The terms ‘kyphosis’ and ‘hyperkyphosis’ mean an abnormal pronouncement of the thoracic curve.

The most common types of kyphosis are:

  • Postural kyphosis. This is the most common type. Usually, girls suffer more than boys and it most often develops during childhood. The most common cause is bad posture and weak back muscles. The vertebrae are correctly formed and the condition comes on slowly.
  • Scheuermann's Kyphosis also develops in childhood where structural changes to the vertebrae are also seen. It’s often combined with scoliosis (kyphoscoliosis). A scan is needed before it can be diagnosed so the position of the vertebrae can be ascertained.
  • Cognitive kyphosis. This is a congenital deformity of the spinal column.

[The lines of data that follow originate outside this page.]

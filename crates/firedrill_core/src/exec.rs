//! Bounded subprocess execution.
//!
//! Every external command the drill runs goes through [`Runner`], which
//! enforces a hard timeout and caps how much output is captured. A hook that
//! hangs must never hang the drill.

use std::io::Read;
use std::path::Path;
use std::process::{Command, Stdio};
use std::time::{Duration, Instant};

use wait_timeout::ChildExt as _;

use crate::error::ExecError;

/// Upper bound on captured output per stream (1 MB).
const MAX_OUTPUT_BYTES: usize = 1024 * 1024;

/// Read limit per stream: one byte past the cap to detect truncation.
const READ_LIMIT: u64 = 1024 * 1024 + 1;

/// Exit code and captured text from a completed subprocess.
///
/// The commit attempt's result is consumed immediately by the verdict step;
/// nothing here is persisted.
#[derive(Debug, Clone)]
pub struct CommandResult {
    /// Process exit code; `None` if the process was terminated by a signal.
    pub exit_code: Option<i32>,
    /// Combined stdout and stderr text, lossily decoded.
    pub output: String,
    /// Wall-clock time from spawn to exit.
    pub elapsed: Duration,
}

impl CommandResult {
    /// Returns `true` if the process exited with code 0.
    #[must_use]
    pub fn success(&self) -> bool {
        self.exit_code == Some(0)
    }
}

/// Runs subprocesses with a hard timeout and bounded output capture.
#[derive(Debug, Clone)]
pub struct Runner {
    timeout: Duration,
}

impl Runner {
    /// Creates a runner that kills any child exceeding `timeout`.
    #[must_use]
    pub const fn new(timeout: Duration) -> Self {
        Self { timeout }
    }

    /// Runs `program` with `args` in the working directory `cwd`.
    ///
    /// Stdout and stderr are piped, captured after exit, and concatenated,
    /// each truncated at 1 MB. A child that outlives the timeout is killed
    /// and reaped before [`ExecError::TimedOut`] is returned. A non-zero
    /// exit is not an error here; callers inspect the result.
    pub fn run(&self, program: &str, args: &[&str], cwd: &Path) -> Result<CommandResult, ExecError> {
        let start = Instant::now();

        #[cfg(feature = "tracing")]
        tracing::debug!(program, ?args, cwd = %cwd.display(), "spawning");

        let mut child = Command::new(program)
            .args(args)
            .current_dir(cwd)
            .stdin(Stdio::null())
            .stdout(Stdio::piped())
            .stderr(Stdio::piped())
            .spawn()
            .map_err(|source| ExecError::Spawn {
                program: program.to_string(),
                source,
            })?;

        let Some(status) = child.wait_timeout(self.timeout).map_err(|source| ExecError::Wait {
            program: program.to_string(),
            source,
        })?
        else {
            // Kill and reap so no zombie outlives the drill.
            let _ = child.kill();
            let _ = child.wait();
            return Err(ExecError::TimedOut {
                program: program.to_string(),
                timeout: self.timeout,
            });
        };

        let mut output = read_bounded(child.stdout.take());
        let stderr = read_bounded(child.stderr.take());

        if !stderr.is_empty() {
            if !output.is_empty() && !output.ends_with('\n') {
                output.push('\n');
            }
            output.push_str(&stderr);
        }

        #[cfg(feature = "tracing")]
        tracing::debug!(program, exit_code = ?status.code(), "finished");

        Ok(CommandResult {
            exit_code: status.code(),
            output,
            elapsed: start.elapsed(),
        })
    }
}

/// Drains a child pipe into a string, truncating past the 1 MB cap.
///
/// Works for both `ChildStdout` and `ChildStderr` since the process has
/// already exited by the time this runs.
fn read_bounded<R: Read>(pipe: Option<R>) -> String {
    let Some(pipe) = pipe else {
        return String::new();
    };

    let mut buf = Vec::new();
    let _ = pipe.take(READ_LIMIT).read_to_end(&mut buf);

    let truncated = buf.len() > MAX_OUTPUT_BYTES;
    buf.truncate(MAX_OUTPUT_BYTES);

    let mut text = String::from_utf8_lossy(&buf).into_owned();
    if truncated {
        text.push_str("\n[output truncated at 1 MB]");
    }

    text
}

#[cfg(test)]
mod tests {
    use super::*;

    fn runner() -> Runner {
        Runner::new(Duration::from_secs(10))
    }

    #[cfg(unix)]
    #[test]
    fn captures_stdout_and_stderr_combined() {
        let result = runner()
            .run("sh", &["-c", "echo out; echo err >&2"], Path::new("."))
            .unwrap();

        assert!(result.success());
        assert!(result.output.contains("out"));
        assert!(result.output.contains("err"));
    }

    #[cfg(unix)]
    #[test]
    fn reports_nonzero_exit_code() {
        let result = runner().run("sh", &["-c", "exit 3"], Path::new(".")).unwrap();

        assert!(!result.success());
        assert_eq!(result.exit_code, Some(3));
    }

    #[cfg(unix)]
    #[test]
    fn kills_child_on_timeout() {
        let runner = Runner::new(Duration::from_millis(100));
        let err = runner.run("sleep", &["30"], Path::new(".")).unwrap_err();

        assert!(matches!(err, ExecError::TimedOut { .. }));
    }

    #[test]
    fn missing_program_is_a_spawn_error() {
        let err = runner()
            .run("firedrill-no-such-binary", &[], Path::new("."))
            .unwrap_err();

        assert!(matches!(err, ExecError::Spawn { .. }));
    }
}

Kyphosis may develop during an injury to the spinal column and with the occurrence of degenerative and dystrophic changes.

The symptoms of kyphosis are pain in the thoracic region.

Sometimes a muscle spasm is observed and the nerve roots sometimes get compressed.

Such a twisting of the spinal column is most often due to bad posture while sitting, and muscle imbalances may develop.

It’s important to correct a few bad habits so the condition doesn’t get worse. Make your workplace comfortable by adjusting your chair, office, screen monitor and get up from your computer more often.

Make an effort to keep your head and back straight while you’re walking, driving a car or sitting.

In aggravated kyphosis a muscle imbalance is seen and is called upper-crossed syndrome.

A programme of physical exercise is devised to strengthen the weaker muscles and stretching exercises for overburdened muscles. These exercises need to be done every day.